2. Traditionally, for adolescents, parents are valuable sources of information for learning about relationships and sexuality. However, given the taboo nature of sexuality in families, it is essential to organize parenting sessions. These communication workshops will aim to inform and educate parents on how to establish a good dialogue on sexuality with their child.

3. Original programs should be developed to provide information and awareness on STD / AIDS, the consequences of early sexuality, the value of using condoms and to limit the number of partners, to teenagers through schools, youth organizations and wherever teenagers find themselves. All means and technologies of information and communication can, to this end, serve as a support to carry out campaigns of awareness and information.

4. Protect and promote the right of adolescents to education, information and reproductive health care through the establishment of adolescent and youth counseling centers.

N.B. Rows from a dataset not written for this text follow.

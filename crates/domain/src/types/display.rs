//! Display and widget configuration for the IoT screen
//!
//! The physical display renders three widget regions side by side (or
//! stacked, depending on orientation). Everything here serializes with the
//! exact field and variant names the device backend expects.

use serde::{Deserialize, Serialize};

use crate::constants::{CHARACTERS_PER_SECOND_DEFAULT, DEFAULT_ACCENT_COLOR};

/// Content module assignable to one of the three screen regions.
#[derive(Debug, Clone, Copy, Default, PartialEq, Eq, Serialize, Deserialize)]
pub enum Widget {
    /// Region stays blank.
    #[default]
    None,
    /// Currently-playing track from the configured music provider.
    Music,
    /// Current weather conditions.
    Weather,
    /// Brokerage portfolio summary.
    Brokerage,
    /// Wall clock.
    Clock,
}

/// Color scheme of the rendered screen.
#[derive(Debug, Clone, Copy, Default, PartialEq, Eq, Serialize, Deserialize)]
#[serde(rename_all = "lowercase")]
pub enum Theme {
    #[default]
    Light,
    Dark,
}

/// Physical mounting orientation of the display.
#[derive(Debug, Clone, Copy, Default, PartialEq, Eq, Serialize, Deserialize)]
#[serde(rename_all = "lowercase")]
pub enum Orientation {
    #[default]
    Horizontal,
    Vertical,
}

/// One of the three widget regions on the screen.
#[derive(Debug, Clone, Copy, PartialEq, Eq)]
pub enum Region {
    Left,
    Center,
    Right,
}

/// Widget assignment and appearance settings for the display.
///
/// Field names follow the device backend's JSON contract, so this struct
/// doubles as the `POST /dashboard/config` payload.
#[derive(Debug, Clone, PartialEq, Eq, Serialize, Deserialize)]
#[serde(rename_all = "camelCase", default)]
pub struct DisplayConfig {
    pub left_widget: Widget,
    pub center_widget: Widget,
    pub right_widget: Widget,
    pub theme: Theme,
    pub orientation: Orientation,
    /// Accent color as a `#rrggbb` hex string.
    pub accent_color: String,
    /// Speed at which text scrolls on the device, in characters per second.
    /// Callers clamp to the accepted range before writing.
    pub characters_per_second: u8,
}

impl Default for DisplayConfig {
    fn default() -> Self {
        Self {
            left_widget: Widget::None,
            center_widget: Widget::None,
            right_widget: Widget::None,
            theme: Theme::Light,
            orientation: Orientation::Horizontal,
            accent_color: DEFAULT_ACCENT_COLOR.to_string(),
            characters_per_second: CHARACTERS_PER_SECOND_DEFAULT,
        }
    }
}

impl DisplayConfig {
    /// Get the widget assigned to a region.
    #[must_use]
    pub fn widget(&self, region: Region) -> Widget {
        match region {
            Region::Left => self.left_widget,
            Region::Center => self.center_widget,
            Region::Right => self.right_widget,
        }
    }

    /// Assign a widget to a region.
    pub fn set_widget(&mut self, region: Region, widget: Widget) {
        match region {
            Region::Left => self.left_widget = widget,
            Region::Center => self.center_widget = widget,
            Region::Right => self.right_widget = widget,
        }
    }
}
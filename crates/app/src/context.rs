//! Application context - dependency injection container

use std::sync::Arc;

use lumen_core::{
    ConfigGateway, ConfigStore, ExchangeController, LocationObserver, Notifier, SettingsService,
};
use lumen_domain::{AppConfig, Result};
use lumen_infra::{HttpConfigGateway, JsonStateRepository, TracingNotifier};
use tokio::task::JoinHandle;

/// Wired-up application core.
///
/// Owns the configuration store, the location observer, the settings
/// service, and the exchange controller, all sharing one gateway and
/// notifier. The embedding surface keeps one of these alive for the whole
/// session and feeds it navigation events.
pub struct AppContext {
    /// Runtime configuration the context was built from.
    pub config: AppConfig,
    /// The persisted configuration store.
    pub store: Arc<ConfigStore>,
    /// Source of navigation events.
    pub observer: LocationObserver,
    /// Edit-boundary operations.
    pub settings: SettingsService,
    controller: Arc<ExchangeController>,
}

impl AppContext {
    /// Build the full dependency graph from configuration.
    ///
    /// Hydrates the store from the configured state directory and connects
    /// the gateway to the configured backend.
    ///
    /// # Errors
    /// Returns an error when the HTTP client cannot be constructed.
    pub fn initialize(config: AppConfig) -> Result<Self> {
        let repository = Arc::new(JsonStateRepository::new(config.storage.state_dir.clone()));
        let store = Arc::new(ConfigStore::hydrate(repository));

        let gateway: Arc<dyn ConfigGateway> = Arc::new(HttpConfigGateway::new(&config.backend)?);
        let notifier: Arc<dyn Notifier> = Arc::new(TracingNotifier);

        let settings = SettingsService::new(
            Arc::clone(&store),
            Arc::clone(&gateway),
            Arc::clone(&notifier),
        );
        let controller =
            Arc::new(ExchangeController::new(Arc::clone(&store), gateway, notifier));

        Ok(Self { config, store, observer: LocationObserver::new(), settings, controller })
    }

    /// Start the exchange controller's subscription to navigation events.
    ///
    /// The controller subscribes exactly once and evaluates per event; the
    /// task ends when this context (and with it the observer) is dropped.
    pub fn spawn_exchange_loop(&self) -> JoinHandle<()> {
        tokio::spawn(Arc::clone(&self.controller).run(self.observer.subscribe()))
    }

    /// Record a navigation of the embedding surface.
    ///
    /// # Errors
    /// Returns an error when `url` is not an absolute URL.
    pub fn handle_navigation(&self, url: &str) -> Result<()> {
        self.observer.navigate(url)
    }
}
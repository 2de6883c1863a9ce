//! Error types used throughout the application

use serde::{Deserialize, Serialize};
use thiserror::Error;

/// Main error type for Lumen
#[derive(Error, Debug, Serialize, Deserialize)]
#[serde(tag = "type", content = "message")]
pub enum LumenError {
    #[error("Storage error: {0}")]
    Storage(String),

    #[error("Configuration error: {0}")]
    Config(String),

    #[error("Network error: {0}")]
    Network(String),

    #[error("Invalid input: {0}")]
    InvalidInput(String),

    #[error("Internal error: {0}")]
    Internal(String),
}

/// Result type alias for Lumen operations
pub type Result<T> = std::result::Result<T, LumenError>;
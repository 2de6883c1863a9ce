//! Exchange controller - core business logic

use std::collections::{HashMap, HashSet};
use std::sync::Arc;

use lumen_domain::{ExchangeRequest, OAuthClientConfig, PersistedState, Result};
use parking_lot::Mutex;
use tokio::sync::watch;
use tracing::{debug, error, warn};

use crate::location::{callback_base, Location};
use crate::ports::{ConfigGateway, Notice, Notifier};
use crate::store::ConfigStore;

/// Per-integration exchange bookkeeping for the current process session.
#[derive(Default)]
struct IntegrationSession {
    /// An exchange call is currently in flight for this integration.
    in_flight: bool,
    /// Codes an exchange was started for this session, successful or not.
    /// Guarantees at-most-once delivery per code even when the exchange
    /// fails and `last_code` therefore stays unchanged.
    attempted: HashSet<String>,
}

/// Reacts to navigation events and performs the code-for-token exchange.
///
/// Per integration the controller moves Idle -> CodeObserved (observed
/// base matches the integration's callback and carries a fresh `code`
/// parameter) -> Exchanging (single in-flight call) -> Idle. The
/// idempotency guard is a value comparison against the persisted
/// `last_code` plus a per-session attempted set - never a one-shot flag -
/// so re-evaluating the same location any number of times is safe.
pub struct ExchangeController {
    store: Arc<ConfigStore>,
    gateway: Arc<dyn ConfigGateway>,
    notifier: Arc<dyn Notifier>,
    sessions: Mutex<HashMap<String, IntegrationSession>>,
}

impl ExchangeController {
    /// Create a controller over the given store and backend gateway.
    pub fn new(
        store: Arc<ConfigStore>,
        gateway: Arc<dyn ConfigGateway>,
        notifier: Arc<dyn Notifier>,
    ) -> Self {
        Self { store, gateway, notifier, sessions: Mutex::new(HashMap::new()) }
    }

    /// Consume navigation events until the observer side is dropped.
    ///
    /// Evaluates the current location immediately (the mount-time case)
    /// and then once per subsequent navigation.
    pub async fn run(self: Arc<Self>, mut locations: watch::Receiver<Option<Location>>) {
        loop {
            let current = locations.borrow_and_update().clone();
            if let Some(location) = current {
                if let Err(err) = self.evaluate(&location).await {
                    error!(error = %err, "exchange evaluation failed");
                }
            }
            if locations.changed().await.is_err() {
                debug!("location observer dropped, stopping exchange controller");
                break;
            }
        }
    }

    /// Evaluate one observed location against every registered callback.
    ///
    /// Safe to call any number of times for the same location; the
    /// exchange fires at most once per distinct code value.
    ///
    /// # Errors
    /// Returns an error only when persisting the successful exchange
    /// result fails; matching and gateway failures are not errors.
    pub async fn evaluate(&self, location: &Location) -> Result<()> {
        let state = self.store.get();

        let Some((integration, config)) = Self::match_integration(&state, location) else {
            return Ok(());
        };

        let Some(code) = location.param("code") else {
            return Ok(());
        };
        if code.is_empty() {
            return Ok(());
        }

        if code == config.last_code {
            // Already exchanged; a repeated render of the same redirect.
            return Ok(());
        }

        {
            let mut sessions = self.sessions.lock();
            let session = sessions.entry(integration.clone()).or_default();
            if session.in_flight {
                // An exchange for this integration is running; a fresh code
                // will be picked up on a later navigation.
                return Ok(());
            }
            if !session.attempted.insert(code.to_string()) {
                // Already attempted this session (and evidently failed, or
                // last_code would match). Re-authorizing at the provider
                // mints a new code, which unblocks naturally.
                return Ok(());
            }
            session.in_flight = true;
        }

        debug!(integration = %integration, "authorization code observed, exchanging");

        let request = ExchangeRequest {
            code: code.to_string(),
            app_name: integration.clone(),
            client_id: config.client_id.clone(),
            client_secret: config.client_secret.clone(),
            redirect_uri: config.callback_url.clone(),
            get_token_url: config.get_token_url.clone(),
        };

        let succeeded = self.gateway.exchange_authorization_code(&request).await;

        if let Some(session) = self.sessions.lock().get_mut(&integration) {
            session.in_flight = false;
        }

        if succeeded {
            self.store.update(|state| {
                if let Some(config) = state.integrations.get_mut(&integration) {
                    config.last_code = code.to_string();
                }
            })?;
            self.notifier.notify(Notice::success("Successfully exchanged code for tokens"));
        } else {
            warn!(integration = %integration, "code exchange rejected by backend");
            self.notifier.notify(Notice::error("Failed to exchange code for tokens"));
        }

        Ok(())
    }

    /// First integration whose stripped callback equals the observed base.
    ///
    /// Iteration order over the integration map is deterministic, so the
    /// degenerate duplicate-callback case (rejected at save time) resolves
    /// to a stable first-match winner here.
    fn match_integration(
        state: &PersistedState,
        location: &Location,
    ) -> Option<(String, OAuthClientConfig)> {
        state
            .integrations
            .iter()
            .find(|(_, config)| {
                callback_base(&config.callback_url).as_deref() == Some(location.base.as_str())
            })
            .map(|(name, config)| (name.clone(), config.clone()))
    }
}
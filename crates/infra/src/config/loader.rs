//! Configuration loader
//!
//! Loads application configuration from environment variables or files.
//!
//! ## Loading Strategy
//! 1. First, attempts to load from environment variables
//! 2. If incomplete, falls back to loading from file
//! 3. Probes multiple paths for config files
//! 4. Supports JSON and TOML formats
//!
//! ## Environment Variables
//! - `LUMEN_BACKEND_URL`: Base URL of the device backend
//! - `LUMEN_BACKEND_TIMEOUT`: Request timeout in seconds (optional)
//! - `LUMEN_STATE_DIR`: Directory the persisted state blob lives in
//!
//! ## File Locations
//! The loader probes the following paths (in order):
//! 1. `./config.json` or `./config.toml` (current working directory)
//! 2. `./lumen.json` or `./lumen.toml` (current working directory)
//! 3. Relative to executable location

use std::path::{Path, PathBuf};

use lumen_domain::{AppConfig, BackendConfig, LumenError, Result, StorageConfig};

/// Default request timeout when `LUMEN_BACKEND_TIMEOUT` is not set.
const DEFAULT_TIMEOUT_SECONDS: u64 = 30;

/// Load configuration with automatic fallback strategy
///
/// First attempts to load from environment variables. If any required
/// variables are missing, falls back to loading from a config file.
///
/// # Errors
/// Returns `LumenError::Config` if:
/// - Configuration cannot be loaded from either source
/// - File format is invalid
/// - Required fields are missing
pub fn load() -> Result<AppConfig> {
    match load_from_env() {
        Ok(config) => {
            tracing::info!("Configuration loaded from environment variables");
            Ok(config)
        }
        Err(err) => {
            tracing::debug!(error = ?err, "Failed to load from environment, trying file");
            load_from_file(None)
        }
    }
}

/// Load configuration from environment variables
///
/// # Errors
/// Returns `LumenError::Config` if required variables are missing
/// or have invalid values.
pub fn load_from_env() -> Result<AppConfig> {
    let base_url = env_var("LUMEN_BACKEND_URL")?;
    let state_dir = env_var("LUMEN_STATE_DIR")?;
    let timeout_seconds = match std::env::var("LUMEN_BACKEND_TIMEOUT") {
        Ok(raw) => raw
            .parse::<u64>()
            .map_err(|err| LumenError::Config(format!("Invalid backend timeout: {err}")))?,
        Err(_) => DEFAULT_TIMEOUT_SECONDS,
    };

    Ok(AppConfig {
        backend: BackendConfig { base_url, timeout_seconds },
        storage: StorageConfig { state_dir },
    })
}

/// Load configuration from a file
///
/// If `path` is `None`, probes multiple locations for config files.
/// Supports both JSON and TOML formats (detected by file extension).
///
/// # Errors
/// Returns `LumenError::Config` if:
/// - File not found (when path is specified)
/// - No config file found (when path is `None`)
/// - File format is invalid
/// - Required fields are missing
pub fn load_from_file(path: Option<PathBuf>) -> Result<AppConfig> {
    let config_path = match path {
        Some(p) => {
            if !p.exists() {
                return Err(LumenError::Config(format!("Config file not found: {}", p.display())));
            }
            p
        }
        None => probe_config_paths().ok_or_else(|| {
            LumenError::Config("No config file found in any of the standard locations".to_string())
        })?,
    };

    tracing::info!(path = %config_path.display(), "Loading configuration from file");

    let contents = std::fs::read_to_string(&config_path)
        .map_err(|err| LumenError::Config(format!("Failed to read config file: {err}")))?;

    parse_config(&contents, &config_path)
}

/// Parse configuration from string content
///
/// Format is detected by file extension (`.json` or `.toml`).
fn parse_config(contents: &str, path: &Path) -> Result<AppConfig> {
    let extension = path.extension().and_then(|e| e.to_str()).unwrap_or("json");

    match extension {
        "toml" => toml::from_str(contents)
            .map_err(|err| LumenError::Config(format!("Invalid TOML format: {err}"))),
        "json" => serde_json::from_str(contents)
            .map_err(|err| LumenError::Config(format!("Invalid JSON format: {err}"))),
        _ => Err(LumenError::Config(format!("Unsupported config format: {extension}"))),
    }
}

/// Probe multiple paths for configuration files
///
/// Searches the current working directory and the executable's directory
/// for `config.{json,toml}` and `lumen.{json,toml}`.
///
/// # Returns
/// The first config file found, or `None` if no file exists.
pub fn probe_config_paths() -> Option<PathBuf> {
    let mut candidates = Vec::new();

    if let Ok(cwd) = std::env::current_dir() {
        candidates.extend(vec![
            cwd.join("config.json"),
            cwd.join("config.toml"),
            cwd.join("lumen.json"),
            cwd.join("lumen.toml"),
        ]);
    }

    if let Ok(exe_path) = std::env::current_exe() {
        if let Some(exe_dir) = exe_path.parent() {
            candidates.extend(vec![
                exe_dir.join("config.json"),
                exe_dir.join("config.toml"),
                exe_dir.join("lumen.json"),
                exe_dir.join("lumen.toml"),
            ]);
        }
    }

    candidates.into_iter().find(|path| path.exists())
}

/// Get required environment variable
fn env_var(key: &str) -> Result<String> {
    std::env::var(key)
        .map_err(|_| LumenError::Config(format!("Missing required environment variable: {key}")))
}
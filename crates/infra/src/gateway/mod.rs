//! Device backend gateway adapters

mod http;

pub use http::HttpConfigGateway;
//! JSON file persistence for the configuration store
//!
//! The whole persisted state travels as one versioned JSON envelope under
//! a fixed file name, mirroring the single-key blob the original console
//! kept in browser storage.

use std::fs;
use std::io;
use std::path::{Path, PathBuf};

use lumen_core::StateRepository;
use lumen_domain::constants::STATE_FILE_NAME;
use lumen_domain::{LumenError, Result, StateEnvelope};
use tracing::debug;

/// File-backed [`StateRepository`] writing one JSON envelope.
pub struct JsonStateRepository {
    path: PathBuf,
}

impl JsonStateRepository {
    /// Repository storing its blob inside `state_dir`.
    #[must_use]
    pub fn new(state_dir: impl Into<PathBuf>) -> Self {
        Self { path: state_dir.into().join(STATE_FILE_NAME) }
    }

    /// Path of the blob file.
    #[must_use]
    pub fn path(&self) -> &Path {
        &self.path
    }
}

impl StateRepository for JsonStateRepository {
    fn load(&self) -> Result<Option<StateEnvelope>> {
        let contents = match fs::read_to_string(&self.path) {
            Ok(contents) => contents,
            Err(err) if err.kind() == io::ErrorKind::NotFound => return Ok(None),
            Err(err) => {
                return Err(LumenError::Storage(format!(
                    "failed to read {}: {err}",
                    self.path.display()
                )))
            }
        };

        let envelope = serde_json::from_str(&contents).map_err(|err| {
            LumenError::Storage(format!("invalid state blob {}: {err}", self.path.display()))
        })?;
        Ok(Some(envelope))
    }

    fn save(&self, envelope: &StateEnvelope) -> Result<()> {
        if let Some(parent) = self.path.parent() {
            fs::create_dir_all(parent).map_err(|err| {
                LumenError::Storage(format!("failed to create {}: {err}", parent.display()))
            })?;
        }

        let json = serde_json::to_string_pretty(envelope)
            .map_err(|err| LumenError::Storage(format!("failed to serialize state: {err}")))?;

        // Write-then-rename so a crash mid-write never leaves a torn blob.
        let staging = self.path.with_extension("json.tmp");
        fs::write(&staging, json).map_err(|err| {
            LumenError::Storage(format!("failed to write {}: {err}", staging.display()))
        })?;
        fs::rename(&staging, &self.path).map_err(|err| {
            LumenError::Storage(format!("failed to commit {}: {err}", self.path.display()))
        })?;

        debug!(path = %self.path.display(), "state blob written");
        Ok(())
    }
}
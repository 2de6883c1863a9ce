//! Application configuration loading

mod loader;

pub use loader::{load, load_from_env, load_from_file, probe_config_paths};
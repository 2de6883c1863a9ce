//! Application configuration structures
//!
//! Runtime configuration of the console process itself (where the device
//! backend lives, where state is stored). Loaded by the infra config
//! loader from environment variables or a config file.

use serde::{Deserialize, Serialize};

/// Top-level application configuration.
#[derive(Debug, Clone, PartialEq, Eq, Serialize, Deserialize)]
pub struct AppConfig {
    /// Device backend connection settings.
    pub backend: BackendConfig,
    /// Durable storage settings.
    pub storage: StorageConfig,
}

/// Connection settings for the device backend.
#[derive(Debug, Clone, PartialEq, Eq, Serialize, Deserialize)]
pub struct BackendConfig {
    /// Base URL of the device backend (e.g. `http://display.local:8080`).
    pub base_url: String,
    /// Request timeout in seconds.
    #[serde(default = "default_timeout_seconds")]
    pub timeout_seconds: u64,
}

/// Durable storage settings.
#[derive(Debug, Clone, PartialEq, Eq, Serialize, Deserialize)]
pub struct StorageConfig {
    /// Directory the persisted state blob is written to.
    pub state_dir: String,
}

fn default_timeout_seconds() -> u64 {
    30
}
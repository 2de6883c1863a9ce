//! Settings service
//!
//! The edit-boundary operations the surrounding UI layer invokes.

mod service;

pub use service::SettingsService;
//! Durable storage adapters

mod json_store;

pub use json_store::JsonStateRepository;
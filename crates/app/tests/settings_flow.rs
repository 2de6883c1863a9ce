//! Integration tests for the settings command surface.

use lumen_app::commands;
use lumen_domain::{Region, Theme, Widget};
use wiremock::matchers::{body_json, method, path};
use wiremock::{Mock, MockServer, ResponseTemplate};

mod support;
use support::TestHarness;

async fn mount_ok(server: &MockServer, endpoint: &str) {
    Mock::given(method("POST"))
        .and(path(endpoint))
        .respond_with(ResponseTemplate::new(200))
        .mount(server)
        .await;
}

#[tokio::test]
async fn display_edits_are_uploaded_as_configured() {
    let harness = TestHarness::start().await;

    commands::set_widget(&harness.context, Region::Left, Widget::Music).unwrap();
    commands::set_widget(&harness.context, Region::Center, Widget::Weather).unwrap();
    commands::set_theme(&harness.context, Theme::Dark).unwrap();
    commands::set_accent_color(&harness.context, "#101010".to_string()).unwrap();
    commands::set_characters_per_second(&harness.context, 3).unwrap();

    Mock::given(method("POST"))
        .and(path("/dashboard/config"))
        .and(body_json(serde_json::json!({
            "leftWidget": "Music",
            "centerWidget": "Weather",
            "rightWidget": "None",
            "theme": "dark",
            "orientation": "horizontal",
            "accentColor": "#101010",
            "charactersPerSecond": 3
        })))
        .respond_with(ResponseTemplate::new(200))
        .expect(1)
        .mount(&harness.server)
        .await;

    assert!(commands::upload_display_config(&harness.context).await);
}

#[tokio::test]
async fn characters_per_second_is_clamped_at_the_command_boundary() {
    let harness = TestHarness::start().await;

    commands::set_characters_per_second(&harness.context, 0).unwrap();
    assert_eq!(commands::current_state(&harness.context).display.characters_per_second, 1);

    commands::set_characters_per_second(&harness.context, 42).unwrap();
    assert_eq!(commands::current_state(&harness.context).display.characters_per_second, 10);
}

#[tokio::test]
async fn incomplete_brokerage_credentials_make_no_network_call() {
    let harness = TestHarness::start().await;
    mount_ok(&harness.server, "/xtb/credentials").await;

    commands::set_brokerage_email(&harness.context, "user@example.com".to_string()).unwrap();
    assert!(!commands::save_brokerage_credentials(&harness.context).await);

    assert_eq!(harness.requests_to("/xtb/credentials").await, 0);
}

#[tokio::test]
async fn complete_brokerage_credentials_are_submitted() {
    let harness = TestHarness::start().await;

    Mock::given(method("POST"))
        .and(path("/xtb/credentials"))
        .and(body_json(serde_json::json!({
            "email": "user@example.com",
            "password": "hunter2"
        })))
        .respond_with(ResponseTemplate::new(200))
        .expect(1)
        .mount(&harness.server)
        .await;

    commands::set_brokerage_email(&harness.context, "user@example.com".to_string()).unwrap();
    commands::set_brokerage_password(&harness.context, "hunter2".to_string()).unwrap();
    assert!(commands::save_brokerage_credentials(&harness.context).await);
}

#[tokio::test]
async fn duplicate_callback_urls_are_rejected_at_save_time() {
    let harness = TestHarness::start().await;
    harness.configure_music_integration();

    let result = commands::save_oauth_client(
        &harness.context,
        "deezer",
        lumen_domain::OAuthClientConfig {
            callback_url: support::CALLBACK_URL.to_string(),
            ..Default::default()
        },
    );

    assert!(result.is_err());
    assert!(!commands::current_state(&harness.context).integrations.contains_key("deezer"));
}

#[tokio::test]
async fn rejected_upload_reports_failure() {
    let harness = TestHarness::start().await;

    Mock::given(method("POST"))
        .and(path("/dashboard/config"))
        .respond_with(ResponseTemplate::new(503))
        .mount(&harness.server)
        .await;

    assert!(!commands::upload_display_config(&harness.context).await);
}
//! Shared helpers for application-level integration tests.
#![allow(dead_code)]

use std::time::Duration;

use lumen_app::AppContext;
use lumen_domain::{AppConfig, BackendConfig, OAuthClientConfig, StorageConfig};
use tempfile::TempDir;
use wiremock::MockServer;

/// Callback URL used by the configured test integration.
pub const CALLBACK_URL: &str = "https://app.example/cb";

/// Fully wired application context talking to a mock backend and a
/// temporary state directory.
pub struct TestHarness {
    pub server: MockServer,
    pub state_dir: TempDir,
    pub context: AppContext,
}

impl TestHarness {
    /// Start a mock backend and wire a fresh context against it.
    pub async fn start() -> Self {
        let server = MockServer::start().await;
        let state_dir = TempDir::new().unwrap();
        let context = context_for(&server, &state_dir);
        Self { server, state_dir, context }
    }

    /// Re-create the context from the same durable storage, simulating a
    /// page reload / fresh process session.
    pub fn reload(&mut self) {
        self.context = context_for(&self.server, &self.state_dir);
    }

    /// Register complete music-integration credentials with the callback
    /// URL the tests navigate to.
    pub fn configure_music_integration(&self) {
        self.context
            .settings
            .save_oauth_client(
                "spotify",
                OAuthClientConfig {
                    client_id: "client".to_string(),
                    client_secret: "secret".to_string(),
                    authorize_url: "https://provider.example/authorize".to_string(),
                    callback_url: CALLBACK_URL.to_string(),
                    get_token_url: "https://backend.example/token".to_string(),
                    last_code: String::new(),
                },
            )
            .unwrap();
    }

    /// Number of requests the mock backend has received on `path`.
    pub async fn requests_to(&self, path: &str) -> usize {
        self.server
            .received_requests()
            .await
            .unwrap()
            .iter()
            .filter(|request| request.url.path() == path)
            .count()
    }

    /// Poll until `condition` holds or a generous timeout elapses.
    pub async fn wait_until(&self, mut condition: impl FnMut(&AppContext) -> bool) {
        for _ in 0..200 {
            if condition(&self.context) {
                return;
            }
            tokio::time::sleep(Duration::from_millis(5)).await;
        }
        panic!("condition not met within timeout");
    }

    /// Poll until the mock backend has seen `count` requests on `path`.
    pub async fn wait_for_requests(&self, path: &str, count: usize) {
        for _ in 0..200 {
            if self.requests_to(path).await >= count {
                return;
            }
            tokio::time::sleep(Duration::from_millis(5)).await;
        }
        panic!("backend did not receive {count} requests to {path} within timeout");
    }
}

fn context_for(server: &MockServer, state_dir: &TempDir) -> AppContext {
    let config = AppConfig {
        backend: BackendConfig { base_url: server.uri(), timeout_seconds: 5 },
        storage: StorageConfig { state_dir: state_dir.path().display().to_string() },
    };
    AppContext::initialize(config).unwrap()
}

/// Give in-flight background work a moment to settle before asserting
/// that nothing happened.
pub async fn settle() {
    tokio::time::sleep(Duration::from_millis(100)).await;
}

These teenage youth counseling centers will be tasked with informing and educating health. Adolescents need safe, effective, acceptable and affordable access to a variety of products and services. These products and services include condoms, contraceptives, and health care. When adolescent care services are provided by well-trained and caring staff, there is a strong chance that these services will be used.

5. School is the second most influential adolescent living environment after the family. The prevention of adolescent problems in this environment must be supported by a multidisciplinary team (doctor, midwife, psychologist, educator, social worker…).

6. Increase funding for sexual and reproductive health promotion activities for young people and adolescents to better meet these health needs, including sexual and reproductive health.

It is difficult, if not impossible, to limit access to teen pornography because Internet access via smartphones is widespread and the market for the pornography industry continues to grow. Hence the interest of the interventions carried out with the adolescents which must help them to have a critical interpretation of the pornographic image, in particular to integrate that if it can have positive effects on the development of the phantasies, it conveys a very different image of reality and does not seem to promote sexual fulfillment.